Dans le cadre des négociations de paix (2012–2016) entre le gouvernement du Président Juan Manuel Santos et les FARC-EP, une sous-commission « Genre » s’est imposée au sein de la Délégation gouvernementale présente à La Havane, en septembre 2014. Cela a pu se faire grâce aux mobilisations des organisations de femmes colombiennes et à la prise en compte de l’approche genre comme élément clé de la réussite de la mise en place des accords et du processus de construction d’une paix juste, équitable et durable.
Maria Àngela Holguin, María Paulina Riveros et Nigeria Renterí ont présenté 7 172 propositions à la table des négociations au nom de 301 organisations de femmes victimes de la violence et du conflit armé, parmi lesquelles notre partenaire Taller Abierto. Ces propositions portaient sur « les conditions pour que les femmes, ainsi que toute personne avec une identité de genre différente, puissent accéder dans une égalité de principe à tous les bénéfices de vivre dans un pays sans conflit armé¹ ».
En Colombie, les droits des femmes, comme d’ailleurs ceux des populations autochtones, des afrodescendants et personnes LGTB, n’ont jamais été prioritaires dans les politiques publiques jusqu’à la signature des Accords de paix en 2016. Cette situation d’inégalité et de discrimination, très ancrée dans les structures et l’imaginaire patriarcaux colombiens, a provoqué l’apparition de violences physiques, psychologiques et sexuelles envers les femmes. Commises par l’État et d’autres acteurs non étatiques, notamment dans les cercles familiaux, elles ont augmenté de manière exponentielle pendant le conflit armé.

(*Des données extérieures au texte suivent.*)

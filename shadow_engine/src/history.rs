use crate::params::{ColorParams, GeometryParams, Section, ShadowParams};

pub type SlotIndex = usize;

/// Events emitted by the engine. Mutations are undoable, Events are informational.
#[derive(Debug, Clone, PartialEq)]
pub enum Message {
    /// A mutation that changed the parameter state (undoable)
    Mutation(Mutation),
    /// An informational event (not undoable)
    Event(Event),
}

impl From<Mutation> for Message {
    fn from(m: Mutation) -> Self {
        Message::Mutation(m)
    }
}

impl From<Event> for Message {
    fn from(e: Event) -> Self {
        Message::Event(e)
    }
}

/// Informational events that don't affect undo/redo
#[derive(Debug, Clone, Copy, PartialEq, Eq)]
pub enum Event {
    /// Anything feeding the shadow or the card changed; the view must repaint
    ShadowChanged,
    Undone,
    Redone,
    ResetToDefaults,
}

/// Every parameter value at one point in time.
#[derive(Debug, Clone, Copy, PartialEq)]
pub struct Snapshot {
    pub geometry: GeometryParams,
    pub shadow: ShadowParams,
    pub color: ColorParams,
}

/// A mutation that can be applied to the parameters, stored for undo/redo
#[derive(Debug, Clone, PartialEq)]
pub enum Mutation {
    /// A slider value changed
    SetParam {
        section: Section,
        slot: SlotIndex,
        old_value: f32,
        new_value: f32,
    },
    /// Everything was restored to defaults
    Reset { old: Snapshot, new: Snapshot },
}

impl Mutation {
    /// Returns the slot this mutation targets if it can be merged with a
    /// following edit of the same slot.
    fn coalesce_target(&self) -> Option<(Section, SlotIndex)> {
        match self {
            Mutation::SetParam { section, slot, .. } => Some((*section, *slot)),
            Mutation::Reset { .. } => None,
        }
    }

    /// True when applying this mutation would leave everything as it was.
    pub fn is_noop(&self) -> bool {
        match self {
            Mutation::SetParam {
                old_value,
                new_value,
                ..
            } => old_value == new_value,
            Mutation::Reset { old, new } => old == new,
        }
    }

    /// Returns the inverse mutation for undo
    pub fn inverse(&self) -> Mutation {
        match self.clone() {
            Mutation::SetParam {
                section,
                slot,
                old_value,
                new_value,
            } => Mutation::SetParam {
                section,
                slot,
                old_value: new_value,
                new_value: old_value,
            },
            Mutation::Reset { old, new } => Mutation::Reset { old: new, new: old },
        }
    }
}

/// Simple undo/redo history with mutation coalescing
#[derive(Debug)]
pub struct History {
    undo_stack: Vec<Mutation>,
    redo_stack: Vec<Mutation>,
    max_size: usize,
    // Set once a drag ends so the next edit of the same slot starts a new entry.
    sealed: bool,
}

impl Default for History {
    fn default() -> Self {
        Self::new(100)
    }
}

impl History {
    pub fn new(max_size: usize) -> Self {
        Self {
            undo_stack: Vec::new(),
            redo_stack: Vec::new(),
            max_size,
            sealed: false,
        }
    }

    /// Record a mutation
    pub fn push(&mut self, mutation: Mutation) {
        // Coalesce continuous value changes on same slot
        if self.try_coalesce(&mutation) {
            // A drag that came back to its start leaves nothing to undo
            if self.undo_stack.last().is_some_and(Mutation::is_noop) {
                self.undo_stack.pop();
            }
        } else {
            self.undo_stack.push(mutation);
        }
        self.sealed = false;
        self.redo_stack.clear();
        self.trim();
    }

    /// Stop merging edits into the last entry.
    pub fn seal(&mut self) {
        self.sealed = true;
    }

    /// Try to coalesce with the last mutation (for continuous value drags).
    /// Returns true if coalesced, false otherwise.
    fn try_coalesce(&mut self, mutation: &Mutation) -> bool {
        if self.sealed {
            return false;
        }

        let Some(last) = self.undo_stack.last_mut() else {
            return false;
        };

        let Some(target) = last.coalesce_target() else {
            return false;
        };

        if Some(target) != mutation.coalesce_target() {
            return false;
        }

        match (last, mutation) {
            (
                Mutation::SetParam {
                    new_value: last_new,
                    ..
                },
                Mutation::SetParam { new_value, .. },
            ) => {
                *last_new = *new_value;
                true
            }
            _ => false,
        }
    }

    fn trim(&mut self) {
        while self.undo_stack.len() > self.max_size {
            self.undo_stack.remove(0);
        }
    }

    /// Undo the last mutation, returns the inverse mutation to apply
    pub fn undo(&mut self) -> Option<Mutation> {
        let mutation = self.undo_stack.pop()?;
        let inverse = mutation.inverse();
        self.redo_stack.push(mutation);
        self.sealed = true;
        Some(inverse)
    }

    /// Redo the last undone mutation
    pub fn redo(&mut self) -> Option<Mutation> {
        let mutation = self.redo_stack.pop()?;
        let result = mutation.clone();
        self.undo_stack.push(mutation);
        self.sealed = true;
        Some(result)
    }

    pub fn can_undo(&self) -> bool {
        !self.undo_stack.is_empty()
    }

    pub fn can_redo(&self) -> bool {
        !self.redo_stack.is_empty()
    }

    pub fn undo_len(&self) -> usize {
        self.undo_stack.len()
    }
}

#[cfg(test)]
mod tests {
    use super::*;

    fn set(slot: SlotIndex, old_value: f32, new_value: f32) -> Mutation {
        Mutation::SetParam {
            section: Section::Shadow,
            slot,
            old_value,
            new_value,
        }
    }

    #[test]
    fn drags_on_one_slot_coalesce() {
        let mut history = History::default();
        history.push(set(0, 1.0, 2.0));
        history.push(set(0, 2.0, 3.0));
        history.push(set(0, 3.0, 4.0));

        assert_eq!(history.undo_len(), 1);
        assert_eq!(history.undo(), Some(set(0, 4.0, 1.0)));
    }

    #[test]
    fn drag_back_to_start_leaves_no_entry() {
        let mut history = History::default();
        history.push(set(3, 7.0, 30.0));
        history.push(set(3, 30.0, 7.0));
        history.seal();

        assert!(!history.can_undo());
        assert_eq!(history.undo(), None);
    }

    #[test]
    fn earlier_entries_survive_a_net_zero_drag() {
        let mut history = History::default();
        history.push(set(0, 1.0, 2.0));
        history.seal();
        history.push(set(3, 7.0, 30.0));
        history.push(set(3, 30.0, 7.0));

        assert_eq!(history.undo_len(), 1);
        assert_eq!(history.undo(), Some(set(0, 2.0, 1.0)));
    }

    #[test]
    fn different_slots_do_not_coalesce() {
        let mut history = History::default();
        history.push(set(0, 1.0, 2.0));
        history.push(set(1, 1.0, 2.0));
        assert_eq!(history.undo_len(), 2);
    }

    #[test]
    fn seal_starts_a_new_entry() {
        let mut history = History::default();
        history.push(set(0, 1.0, 2.0));
        history.seal();
        history.push(set(0, 2.0, 3.0));
        history.push(set(0, 3.0, 5.0));

        assert_eq!(history.undo_len(), 2);
        assert_eq!(history.undo(), Some(set(0, 5.0, 2.0)));
        assert_eq!(history.undo(), Some(set(0, 2.0, 1.0)));
        assert_eq!(history.undo(), None);
    }

    #[test]
    fn redo_replays_and_push_clears_redo() {
        let mut history = History::default();
        history.push(set(0, 1.0, 2.0));
        history.undo();
        assert!(history.can_redo());
        assert_eq!(history.redo(), Some(set(0, 1.0, 2.0)));

        history.undo();
        history.push(set(2, 0.0, 1.0));
        assert!(!history.can_redo());
    }

    #[test]
    fn bounded_depth() {
        let mut history = History::new(3);
        for slot in 0..5 {
            history.push(set(slot, 0.0, 1.0));
        }
        assert_eq!(history.undo_len(), 3);
        assert_eq!(history.undo(), Some(set(4, 1.0, 0.0)));
    }
}
use param_schema_derive::ParamSchema;
use shadow_engine::traits::Schema;

#[derive(ParamSchema)]
struct Plain {
    threshold: f32,
    gain: f32,
}

fn main() {
    let plain = Plain::default();
    assert_eq!(plain.threshold, 0.0);
    assert_eq!(plain.gain, 0.0);
    assert_eq!(Plain::field_count(), 2);
    assert_eq!(Plain::fields()[1].label(), "gain");
}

Des lois existent pourtant en Colombie : la loi 1257 de 2008 contre les violences faites aux femmes, la loi 731 de 2002 dite loi de « la Femme rurale », la loi 975 « Justice et paix » de 2005 et la dernière en date du 6 juillet 2015 qui reconnaît le crime de féminicide. Cependant, selon les chiffres publiés par l’Unité des victimes, « 17 100 femmes et filles ayant subi des atteintes à leur liberté et à leur intégrité sexuelle dans le cadre du conflit armé ont été recensées entre les années 1980 et le mois de décembre 2016. […] Les femmes afro-colombiennes et les paysannes étaient les plus nombreuses (40 % et 35 % respectivement) ». On relève des cas de répétition au sein d’une même famille où mère, filles, soeurs, grand-mères ont elles-mêmes déjà été abusées. « Le fait que les données relatives aux victimes de sexe masculin ou d’autres identités sexuelles soient peu nombreuses (1 900 cas) ne signifie pas que le phénomène ne les touche pas, mais qu’il est davantage passé sous silence les concernant. […] De nombreuses agressions restent passées sous silence en raison de la sous-estimation du nombre de victimes et de la crainte des représailles.2 »
Les violences n’ont pas épargné les femmes présentes au sein des FARC-EP, 40 % des 7 000 miliciens étant des femmes et des jeunes filles enrôlées, de gré, car l’État avait échoué à les protéger, ou de force comme stratégie militaire. Alors qu’elles se sont battues aux côtés des hommes pendant 50 ans, ces combattantes restaient sujettes à la violence sexuelle et aux avortements forcés, une situation qui contraste avec le baby-boom guérillero du post-conflit.
Le programme de réintégration du gouvernement colombien, qui comprend des services d’assistance à la santé mentale, à l’éducation et à la vie professionnelle, doit permettre à ces nombreuses femmes ex-guérilleras un accès aux droits civiques et politiques à égalité avec les autres citoyennes qui veulent jouer un rôle dans la construction de la paix. Mais elles risquent dans ce cas d’être victimes d’un autre type de violence qui touche actuellement les activistes sociales et les défenseures des droits humains. En effet, comme l’a dénoncé en mars dernier Diana Rodriguez, avocate déléguée aux droits des femmes et affaires de genre pour le Défenseur des droits, « au cours des 14 derniers mois, on a signalé 120 assassinats de défenseurs de droits, parmi lesquels 14 étaient des femmes activistes sociales, 156 ont été menacées et 9 agressées physiquement ».
L’État colombien devra donc garantir que tous les mécanismes et les mesures du Système intégral de vérité, justice, réparation et non-répétition (prévu au point 5 des Accords) assurent l’exercice de leurs droits aux plus de 3,9 millions de femmes victimes de violences, pour qu’elles continuent à contribuer au développement et au renforcement de nouvelles capacités citoyennes, institutionnelles et organisationnelles dans chaque territoire de paix.
Aura Rojas,vice-présidente de Terre des Hommes France.